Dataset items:

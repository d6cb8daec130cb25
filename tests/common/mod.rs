#![allow(dead_code)]

use std::sync::{Arc, Mutex};

use async_trait::async_trait;
use serde_json::{json, Value};

use pullsync::clock::ManualClock;
use pullsync::error::{Result, SyncError};
use pullsync::fetcher::{Fetcher, Paging, Payload};
use pullsync::item::{SyncItem, SyncItemCollection};
use pullsync::notify::{FailureAlert, Notifier};
use pullsync::parser::passthrough::NoneParser;
use pullsync::pipeline::{ResourceRunner, RunnerSettings, Services};
use pullsync::resource::mapped::MappedResource;
use pullsync::resource::{Resource, ResourceDefinition};
use pullsync::state::ProcessCounts;
use pullsync::storage::{Database, Record};

/// One scripted page: items, or an error raised by the fetch.
#[derive(Clone)]
pub enum Page {
    Items(Vec<Value>),
    Ignore,
    Fail(String),
    Broken(String),
}

/// Serves pages from a script the test can rewrite between runs.
#[derive(Clone, Default)]
pub struct Script {
    pages: Arc<Mutex<Vec<Page>>>,
    calls: Arc<Mutex<Vec<u32>>>,
}

impl Script {
    pub fn new(pages: Vec<Page>) -> Self {
        let script = Self::default();
        script.set(pages);
        script
    }

    pub fn single(items: Vec<Value>) -> Self {
        Self::new(vec![Page::Items(items)])
    }

    pub fn set(&self, pages: Vec<Page>) {
        *self.pages.lock().unwrap() = pages;
    }

    pub fn calls(&self) -> Vec<u32> {
        self.calls.lock().unwrap().clone()
    }
}

pub struct ScriptedFetcher {
    script: Script,
    paging: Paging,
}

impl ScriptedFetcher {
    pub fn new(script: Script, paging: Paging) -> Self {
        Self { script, paging }
    }
}

#[async_trait]
impl Fetcher for ScriptedFetcher {
    fn paging(&self) -> &Paging {
        &self.paging
    }

    async fn fetch(&self, page: u32, _previous: &SyncItemCollection) -> Result<Payload> {
        self.script.calls.lock().unwrap().push(page);
        let scripted = self
            .script
            .pages
            .lock()
            .unwrap()
            .get(page as usize - 1)
            .cloned();
        match scripted {
            Some(Page::Items(items)) => Ok(Payload::Records(items)),
            Some(Page::Ignore) => Err(SyncError::ignore("nothing new")),
            Some(Page::Fail(message)) => Err(SyncError::fail(message)),
            Some(Page::Broken(message)) => Err(SyncError::Api { message }),
            None => Ok(Payload::Empty),
        }
    }
}

/// Copies `name` onto the record. Items flagged `"fail": true` fail; items flagged
/// `"broken": true` raise an unclassified error.
pub struct PeopleResource;

#[async_trait]
impl Resource for PeopleResource {
    fn id(&self, item: &SyncItem) -> Result<String> {
        item.get_string("id")
            .ok_or_else(|| SyncError::fail("missing id"))
    }

    async fn process_item(&self, record: &mut Record, item: &SyncItem) -> Result<()> {
        if item.get("fail") == Some(&Value::Bool(true)) {
            return Err(SyncError::fail(format!(
                "refusing {}",
                item.get_string("id").unwrap_or_default()
            )));
        }
        if item.get("broken") == Some(&Value::Bool(true)) {
            return Err(SyncError::Config("unreadable person".to_string()));
        }
        record.set("name", item.get("name").cloned().unwrap_or(Value::Null));
        Ok(())
    }
}

#[derive(Default)]
pub struct RecordingNotifier {
    pub alerts: Mutex<Vec<FailureAlert>>,
}

#[async_trait]
impl Notifier for RecordingNotifier {
    async fn notify(&self, alert: &FailureAlert) -> Result<()> {
        self.alerts.lock().unwrap().push(alert.clone());
        Ok(())
    }
}

pub struct Harness {
    pub _dir: tempfile::TempDir,
    pub clock: Arc<ManualClock>,
    pub services: Services,
    pub notifier: Arc<RecordingNotifier>,
}

impl Harness {
    pub fn new() -> Self {
        let dir = tempfile::tempdir().unwrap();
        let db = Database::open(dir.path().join("sync.db")).unwrap();
        let clock = Arc::new(ManualClock::new(1_000));
        let notifier = Arc::new(RecordingNotifier::default());
        let services = Services::sqlite(db, clock.clone()).with_notifier(notifier.clone());
        Self {
            _dir: dir,
            clock,
            services,
            notifier,
        }
    }

    pub fn runner(
        &self,
        definition: ResourceDefinition,
        script: &Script,
        paging: Paging,
        resource: Box<dyn Resource>,
    ) -> ResourceRunner {
        ResourceRunner::from_parts(
            definition,
            Box::new(ScriptedFetcher::new(script.clone(), paging)),
            Box::new(NoneParser),
            resource,
            &self.services,
            RunnerSettings {
                email_fail: Some("ops@example.com".to_string()),
                max_debug: 2,
                ..RunnerSettings::default()
            },
        )
    }

    pub fn people(&self, script: &Script, cleanup: bool) -> ResourceRunner {
        self.runner(definition("people", cleanup), script, Paging::default(), Box::new(PeopleResource))
    }

    pub fn mapped(&self, script: &Script, settings: Value) -> ResourceRunner {
        self.runner(
            definition("people", false),
            script,
            Paging::default(),
            Box::new(MappedResource::new(serde_json::from_value(settings).unwrap())),
        )
    }
}

pub fn definition(id: &str, cleanup: bool) -> ResourceDefinition {
    serde_json::from_value(json!({
        "id": id,
        "label": "People",
        "entity_type": "person",
        "cleanup": cleanup,
        "fetcher": {"plugin": "scripted"},
        "parser": {"plugin": "none"}
    }))
    .unwrap()
}

pub fn person(id: &str, name: &str) -> Value {
    json!({"id": id, "name": name})
}

/// Runs jobs until only `end` is left, reads the tallies, then finishes the run.
pub async fn run_to_end(runner: &ResourceRunner) -> ProcessCounts {
    while runner.queue().number_of_items().await.unwrap() > 1 {
        assert!(runner.run_job().await.unwrap());
    }
    let counts = runner.state().process_counts().await.unwrap();
    runner.run_jobs().await.unwrap();
    counts
}

/// A full run: build, then drain.
pub async fn sync(runner: &ResourceRunner) -> ProcessCounts {
    let outcome = runner
        .build(pullsync::pipeline::RunContext::new())
        .await
        .unwrap();
    assert!(outcome.is_queued(), "build did not queue: {:?}", outcome);
    run_to_end(runner).await
}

What is required: Pull every line containing "struct" out of the entries.

Answer:
pub struct Script {
pub struct ScriptedFetcher {
pub struct PeopleResource;
pub struct RecordingNotifier {
pub struct Harness {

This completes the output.